::: DATASET RECORDS :::

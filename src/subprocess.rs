//! External tool invocation.
//!
//! Every external program (site generator, style CLI, bundler, image
//! optimizers) is run the same way: from the project root, with stdio
//! inherited so its own output streams straight to the terminal, and judged
//! only by its exit status.
//!
//! The site generator gets its own wrapper, [`SiteGenerator`], because its
//! outcome drives the dev server: success reloads every browser, failure
//! surfaces a fixed notification and fails the stage.

use crate::config::{OUTPUT_PLACEHOLDER, PathsConfig, SITE_PLACEHOLDER, SiteGeneratorConfig};
use crate::reload::Notifier;
use std::ffi::OsStr;
use std::io;
use std::path::{Component, Path, PathBuf};
use std::process::{Command, ExitStatus};
use thiserror::Error;
use tracing::{debug, info, warn};

/// Error carried by a failed site build.
pub const BUILD_FAILED: &str = "Hugo build failed";

/// Notification shown in the browser when a site build fails.
pub const BUILD_FAILED_NOTICE: &str = "Hugo build failed :(";

#[derive(Error, Debug)]
pub enum ToolError {
    #[error("failed to start {program}: {source}")]
    Spawn {
        program: String,
        #[source]
        source: io::Error,
    },
    #[error("{program} exited with {}", describe_code(.code))]
    Failed { program: String, code: Option<i32> },
    #[error("empty command line")]
    EmptyCommand,
}

#[derive(Error, Debug)]
pub enum SiteError {
    /// The generator never ran, so no notice is sent.
    #[error(transparent)]
    Spawn(#[from] ToolError),
    #[error("Hugo build failed")]
    BuildFailed { code: Option<i32> },
}

fn describe_code(code: &Option<i32>) -> String {
    match code {
        Some(code) => format!("status {code}"),
        None => "a signal".to_string(),
    }
}

/// A program plus its leading arguments, as written in config.
#[derive(Debug, Clone, PartialEq, Eq)]
pub struct ToolCommand {
    program: String,
    args: Vec<String>,
}

impl ToolCommand {
    pub fn new(program: impl Into<String>, args: Vec<String>) -> Self {
        Self {
            program: program.into(),
            args,
        }
    }

    /// Split a config command line (`["npx", "postcss"]`) into program and args.
    pub fn from_argv(argv: &[String]) -> Result<Self, ToolError> {
        let (program, args) = argv.split_first().ok_or(ToolError::EmptyCommand)?;
        Ok(Self::new(program.clone(), args.to_vec()))
    }

    pub fn program(&self) -> &str {
        &self.program
    }

    /// Full argument list with `extra` appended.
    pub fn argv<S: AsRef<OsStr>>(&self, extra: &[S]) -> Vec<String> {
        self.args
            .iter()
            .cloned()
            .chain(extra.iter().map(|s| s.as_ref().to_string_lossy().into_owned()))
            .collect()
    }

    /// Run to completion in `cwd`, returning the raw exit status.
    pub fn status<S: AsRef<OsStr>>(
        &self,
        cwd: &Path,
        extra: &[S],
        envs: &[(&str, &OsStr)],
    ) -> Result<ExitStatus, ToolError> {
        let args = self.argv(extra);
        debug!(program = %self.program, ?args, cwd = %cwd.display(), "spawning");
        let mut command = Command::new(&self.program);
        command.args(&args).current_dir(cwd);
        for (key, value) in envs {
            command.env(key, value);
        }
        command.status().map_err(|source| ToolError::Spawn {
            program: self.program.clone(),
            source,
        })
    }

    /// Run to completion and map a non-zero exit to [`ToolError::Failed`].
    pub fn run<S: AsRef<OsStr>>(
        &self,
        cwd: &Path,
        extra: &[S],
        envs: &[(&str, &OsStr)],
    ) -> Result<(), ToolError> {
        let status = self.status(cwd, extra, envs)?;
        if status.success() {
            Ok(())
        } else {
            Err(ToolError::Failed {
                program: self.program.clone(),
                code: status.code(),
            })
        }
    }
}

/// What a finished site build means for the caller.
#[derive(Debug, Clone, Copy, PartialEq, Eq)]
pub enum BuildOutcome {
    Success,
    Failure,
}

/// Map a process exit code to a build outcome.
///
/// `None` means the process was terminated by a signal, which counts as failure.
pub fn outcome_for(code: Option<i32>) -> BuildOutcome {
    match code {
        Some(0) => BuildOutcome::Success,
        _ => BuildOutcome::Failure,
    }
}

/// Output directory as the generator sees it.
///
/// Hugo resolves `-d` against its source directory, so a relative output
/// climbs out of the site directory first (`site` + `dist` → `../dist`).
pub fn destination_arg(root: &Path, paths: &PathsConfig) -> PathBuf {
    let output = Path::new(&paths.output);
    let mut climb = PathBuf::new();
    for component in Path::new(&paths.site).components() {
        match component {
            Component::Normal(_) => climb.push(".."),
            Component::CurDir => {}
            _ => return root.join(output),
        }
    }
    climb.join(output)
}

/// The external static site generator.
#[derive(Debug, Clone)]
pub struct SiteGenerator {
    command: ToolCommand,
    working_dir: PathBuf,
}

impl SiteGenerator {
    pub fn new(command: ToolCommand, working_dir: impl Into<PathBuf>) -> Self {
        Self {
            command,
            working_dir: working_dir.into(),
        }
    }

    /// Build the generator for a project, filling the `{output}` and `{site}`
    /// placeholders in its arguments from `paths`.
    pub fn from_config(config: &SiteGeneratorConfig, paths: &PathsConfig, root: &Path) -> Self {
        let destination = destination_arg(root, paths);
        let args = config
            .args
            .iter()
            .map(|arg| match arg.as_str() {
                OUTPUT_PLACEHOLDER => destination.to_string_lossy().into_owned(),
                SITE_PLACEHOLDER => paths.site.clone(),
                _ => arg.clone(),
            })
            .collect();
        Self::new(ToolCommand::new(config.program.clone(), args), root)
    }

    /// Arguments the generator will receive for a run with `extra` appended.
    pub fn arguments(&self, extra: &[String]) -> Vec<String> {
        self.command.argv(extra)
    }

    /// Run the generator and report the result to `notifier`.
    ///
    /// Exit 0 sends exactly one reload. Any other exit sends the failure
    /// notice and returns [`SiteError::BuildFailed`]; no reload is sent.
    pub fn build(&self, extra: &[String], notifier: &impl Notifier) -> Result<(), SiteError> {
        info!(
            program = %self.command.program(),
            args = ?self.arguments(extra),
            "running site generator"
        );
        let status = self.command.status(&self.working_dir, extra, &[])?;

        match outcome_for(status.code()) {
            BuildOutcome::Success => {
                notifier.reload();
                Ok(())
            }
            BuildOutcome::Failure => {
                warn!(code = ?status.code(), "site generator failed");
                notifier.notify(BUILD_FAILED_NOTICE);
                Err(SiteError::BuildFailed {
                    code: status.code(),
                })
            }
        }
    }
}
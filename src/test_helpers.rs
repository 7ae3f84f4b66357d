//! Shared test utilities.
//!
//! Provides project fixture writers, synthetic images, and a notifier that
//! records what stages reported.
//!
//! # Usage
//!
//! ```rust
//! use crate::test_helpers::*;
//!
//! let tmp = TempDir::new().unwrap();
//! write_file(tmp.path(), "src/fonts/body.woff2", "font");
//!
//! let notifier = RecordingNotifier::default();
//! copy_fonts(&layout, &notifier).unwrap();
//!
//! assert_eq!(relative_files(&tmp.path().join("dist")), vec!["fonts/body.woff2"]);
//! assert_eq!(notifier.inject_batches(), 1);
//! ```

use crate::reload::{Notifier, ReloadEvent};
use image::{ImageEncoder, RgbImage, RgbaImage};
use std::fs;
use std::path::{Path, PathBuf};
use std::sync::Mutex;
use walkdir::WalkDir;

// =========================================================================
// Project fixtures
// =========================================================================

/// Write `contents` to `root/relative`, creating parent directories.
pub fn write_file(root: &Path, relative: &str, contents: &str) -> PathBuf {
    let path = root.join(relative);
    fs::create_dir_all(path.parent().unwrap()).unwrap();
    fs::write(&path, contents).unwrap();
    path
}

/// Every file under `dir` as a sorted, `/`-separated relative path.
/// Empty when `dir` does not exist.
pub fn relative_files(dir: &Path) -> Vec<String> {
    if !dir.exists() {
        return Vec::new();
    }
    let mut files: Vec<String> = WalkDir::new(dir)
        .into_iter()
        .map(|e| e.unwrap())
        .filter(|e| e.file_type().is_file())
        .map(|e| {
            e.path()
                .strip_prefix(dir)
                .unwrap()
                .components()
                .map(|c| c.as_os_str().to_string_lossy().into_owned())
                .collect::<Vec<_>>()
                .join("/")
        })
        .collect();
    files.sort();
    files
}

// =========================================================================
// Synthetic images
// =========================================================================

/// Create a small valid JPEG file with the given dimensions.
pub fn create_test_jpeg(path: &Path, width: u32, height: u32) {
    let img = RgbImage::from_fn(width, height, |x, y| {
        image::Rgb([(x % 256) as u8, (y % 256) as u8, 128])
    });
    let writer = std::io::BufWriter::new(fs::File::create(path).unwrap());
    image::codecs::jpeg::JpegEncoder::new(writer)
        .write_image(img.as_raw(), width, height, image::ExtendedColorType::Rgb8)
        .unwrap();
}

/// Create a small valid PNG file (with alpha) with the given dimensions.
pub fn create_test_png(path: &Path, width: u32, height: u32) {
    let img = RgbaImage::from_fn(width, height, |x, y| {
        image::Rgba([(x % 256) as u8, (y % 256) as u8, 200, 255])
    });
    let writer = std::io::BufWriter::new(fs::File::create(path).unwrap());
    image::codecs::png::PngEncoder::new(writer)
        .write_image(img.as_raw(), width, height, image::ExtendedColorType::Rgba8)
        .unwrap();
}

// =========================================================================
// Notifications
// =========================================================================

/// Records every notification in call order.
/// Uses Mutex (not RefCell) so it is Sync and works with rayon's par_iter.
#[derive(Debug, Default)]
pub struct RecordingNotifier {
    events: Mutex<Vec<ReloadEvent>>,
}

impl RecordingNotifier {
    pub fn events(&self) -> Vec<ReloadEvent> {
        self.events.lock().unwrap().clone()
    }

    pub fn reload_count(&self) -> usize {
        self.events()
            .iter()
            .filter(|e| matches!(e, ReloadEvent::Reload))
            .count()
    }

    pub fn inject_batches(&self) -> usize {
        self.events()
            .iter()
            .filter(|e| matches!(e, ReloadEvent::Inject { .. }))
            .count()
    }
}

impl Notifier for RecordingNotifier {
    fn reload(&self) {
        self.events.lock().unwrap().push(ReloadEvent::Reload);
    }

    fn inject(&self, paths: &[PathBuf]) {
        self.events.lock().unwrap().push(ReloadEvent::Inject {
            paths: paths.iter().map(|p| p.display().to_string()).collect(),
        });
    }

    fn notify(&self, message: &str) {
        self.events.lock().unwrap().push(ReloadEvent::Notify {
            message: message.to_string(),
        });
    }
}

:::

◆ **WORK TO COMPLETE**:
Show each line in the entries that holds the string "height".

◆ **THE COMPLETED TASK**:
pub fn create_test_jpeg(path: &Path, width: u32, height: u32) {
    let img = RgbImage::from_fn(width, height, |x, y| {
        .write_image(img.as_raw(), width, height, image::ExtendedColorType::Rgb8)
pub fn create_test_png(path: &Path, width: u32, height: u32) {
    let img = RgbaImage::from_fn(width, height, |x, y| {
        .write_image(img.as_raw(), width, height, image::ExtendedColorType::Rgba8)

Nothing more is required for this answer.